It was 1958 when the Masqueraders first got together in Dallas. Originally it was the initiative of two guys, Charlie Moore and Robert Tex Wrightsil, who were still in middle school. They were called the Stairs in those days, and the group also included brothers Johnny and Lawrence Davis, and Charlie Gibson.
The Stairs recorded three singles for the small South Town label, but before long the Davis brothers quit, and Gibson joined the Army. The group was back down to the original members, Moore and Wrightsil. They recruited Lee Wesley Jones to be their new lead vocalist (a role that Moore originally filled). Harold Thomas and David Sanders completed the new lineup and they began touring relentlessly throughout Texas. That’s when they started pretending to be other groups, and they changed their name to the Masqueraders, which must have seemed appropriate.
Their first single as the Masqueraders, “A Man’s Temptation,” was released in 1963. Two years later they released “Talk About a Woman” on Houston’s Soultown label, and then headed to Detroit to audition for Motown. The audition didn’t go well. The Masqueraders were told they were too much like the Temptations, and Motown didn’t need another Temptations. There they were in Detroit with no money, and no way home.
The Masqueraders came up with the idea of performing at Detroit’s legendary Twenty Grand Club to raise money to get them back home. Around this time they met Lou Beatty who had a label called LaBeat. The group released five singles for the label, but none of them gained any traction.
When it was time to move on again, the Masqueraders left Detroit and headed for Memphis to audition for producer Chips Moman. They ended up recording eight singles in Moman’s American Studios. The first of these was “I Don’t Want Nobody to Lead Me On” in 1967, and it was a minor hit for the group. The single was licensed to New York City’s Wand label.
Moman was concerned about contractual problems so he credited the follow up single, “This Heart Is Haunted,” to Lee Jones & the Sounds of Soul and licensed it to Amy Records. A subsequent single stiffed and Wand dropped the Masqueraders. Moman negotiated a new deal for the group with Amy’s parent label, Bell Records.
It was at this time that the Masqueraders really hit their stride musically. Their soulful vocal stylings blended with the first rate studio crew at American made for an undeniable sound. They had another minor hit with “I Ain’t Got Nobody Else.” It was also during this time that the Masqueraders providing backing vocals for a nationally known Memphis group called the Box Tops, which featured a young vocalist by the name of Alex Chilton.

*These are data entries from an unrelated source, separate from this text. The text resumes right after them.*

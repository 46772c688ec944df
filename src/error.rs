use thiserror::Error;

/// Errors raised by the capture device client.
///
/// Every variant except `InvalidState` leaves the client in
/// `ConnectionState::Disconnected`.
#[derive(Debug, Clone, Error)]
pub enum DeviceError {
    /// Connection-level I/O failure (reset, refused, broken pipe)
    #[error("Device I/O error: {0}")]
    Io(String),

    /// Connect or read did not complete in time
    #[error("Device timed out during {operation} after {millis}ms")]
    Timeout { operation: &'static str, millis: u64 },

    /// Stream ended before the declared length was read
    #[error("Device closed the connection: expected {expected} bytes, got {received}")]
    Closed { expected: usize, received: usize },

    /// Declared length inconsistent with the payload or over the frame limit
    #[error("Protocol framing error: {0}")]
    Framing(String),

    /// Operation not allowed in the current connection state
    #[error("Invalid device state: {operation} requires {required}, client is {actual}")]
    InvalidState {
        operation: &'static str,
        required: &'static str,
        actual: &'static str,
    },

    /// Scan receive aborted by the caller's cancel signal or deadline
    #[error("Scan cancelled: {0}")]
    Cancelled(&'static str),

    /// Unsupported transport or bad address
    #[error("Invalid device configuration: {0}")]
    Config(String),
}

impl From<std::io::Error> for DeviceError {
    fn from(err: std::io::Error) -> Self {
        DeviceError::Io(err.to_string())
    }
}

/// Errors raised by a compute backend.
#[derive(Debug, Clone, Error)]
pub enum ComputeError {
    /// Device memory could not be allocated
    #[error("Device allocation of {len} bytes failed: {message}")]
    Allocation { len: usize, message: String },

    /// Unknown or already-freed device buffer handle
    #[error("Invalid device buffer handle: {0}")]
    InvalidBuffer(u64),

    /// Host/device copy had mismatched lengths
    #[error("Copy size mismatch: device buffer is {device} bytes, host slice is {host}")]
    CopySize { device: usize, host: usize },

    /// Kernel arguments rejected or kernel execution failed
    #[error("Kernel {kernel} failed: {message}")]
    Kernel {
        kernel: &'static str,
        message: String,
    },
}

/// Errors raised by a slide archive.
#[derive(Debug, Clone, Error)]
pub enum ArchiveError {
    /// Slide or tile not present in the archive
    #[error("Not found in archive: {0}")]
    NotFound(String),

    /// Underlying storage failure
    #[error("Archive I/O error: {0}")]
    Io(String),

    /// Stored data does not match the expected tile layout
    #[error("Corrupt archive data for {key}: {message}")]
    Corrupt { key: String, message: String },
}

/// Errors that can occur while serving a tile.
#[derive(Debug, Clone, Error)]
pub enum TileError {
    /// Focus layer outside 0..=39
    #[error("Invalid focus layer: {layer} (valid range: 0-{max})")]
    InvalidLayer { layer: u32, max: u32 },

    /// Quality outside 1..=100
    #[error("Invalid quality: {quality} (must be 1-100)")]
    InvalidQuality { quality: u32 },

    /// Unknown output format name
    #[error("Invalid format: {format} (expected jpeg, webp or avif)")]
    InvalidFormat { format: String },

    /// Output dimensions are zero or exceed the pooled buffer capacity
    #[error("Invalid tile size {width}x{height}: {reason}")]
    InvalidSize {
        width: u32,
        height: u32,
        reason: String,
    },

    /// Focus composite with mismatched or empty layer/weight lists
    #[error("Invalid focus composite: {0}")]
    InvalidComposite(String),

    /// Batch exceeds the hard item cap
    #[error("Batch size too large: {size} (max {max})")]
    BatchTooLarge { size: usize, max: usize },

    /// Raw layer bytes could not be loaded
    #[error("Archive error: {0}")]
    Archive(#[from] ArchiveError),

    /// No pooled buffer could be checked out
    #[error("Buffer pool error: {0}")]
    Pool(#[from] PoolError),

    /// Backend allocation, copy, or kernel failure
    #[error("Compute error: {0}")]
    Compute(#[from] ComputeError),

    /// Encoding the corrected pixels failed
    #[error("Failed to encode tile: {message}")]
    EncodeError { message: String },

    /// A worker or blocking task failed unexpectedly
    #[error("Internal error: {0}")]
    Internal(String),
}

/// Errors raised by the buffer pool.
#[derive(Debug, Clone, Error)]
pub enum PoolError {
    /// Requested length exceeds the fixed per-buffer capacity
    #[error("Requested {requested} bytes exceeds pooled buffer capacity of {capacity} bytes")]
    TooLarge { requested: usize, capacity: usize },

    /// Pool was shut down while waiting for a buffer
    #[error("Buffer pool closed")]
    Closed,
}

Ten years after they first got together, the Masqueraders had their first national hit. In 1968 Moman released “I’m Just an Average Guy” on his own AGP label, and it went all the way to #24 on the R&B chart. Two more singles for AGP followed, but neither did as well, and it was time for the Masqueraders to go home.
Back in Dallas the Masqueraders formed their own label, Stairway Records, and began to release singles. Unfortunately they didn’t have the means to do too much promotion, and they had no national distribution. Neither of the singles, “Let Me Show the World I Love You” (1971) and “The Truth is Free” (1972) were successful.
Before long it was time to hit the road yet again, and this time the Masqueraders returned to Memphis were they recorded for Willie Mitchell’s Hi label. They released two singles for the label, but hits proved elusive once again. By 1974, group founder Charlie Moore had had enough and quit after more than 15 years with the Masqueraders.
Moore was replaced by returning member Lee Evans and the group took their act to Isaac Hayes’ HBS label. There they made their very first album, but the label soon declared bankruptcy and the Masqueraders ended the ’70s without a record deal. They weren’t ready to give up however, and maintained a busy touring schedule.
In 1980 the Masqueraders signed with Atlanta’s Bang Records and released a self-titled album that is considered their greatest work. There were also two singles for the label that didn’t chart. They still refused to quit however. Eventually Moore returned to the group and believe or not they continued to be active well into the new century.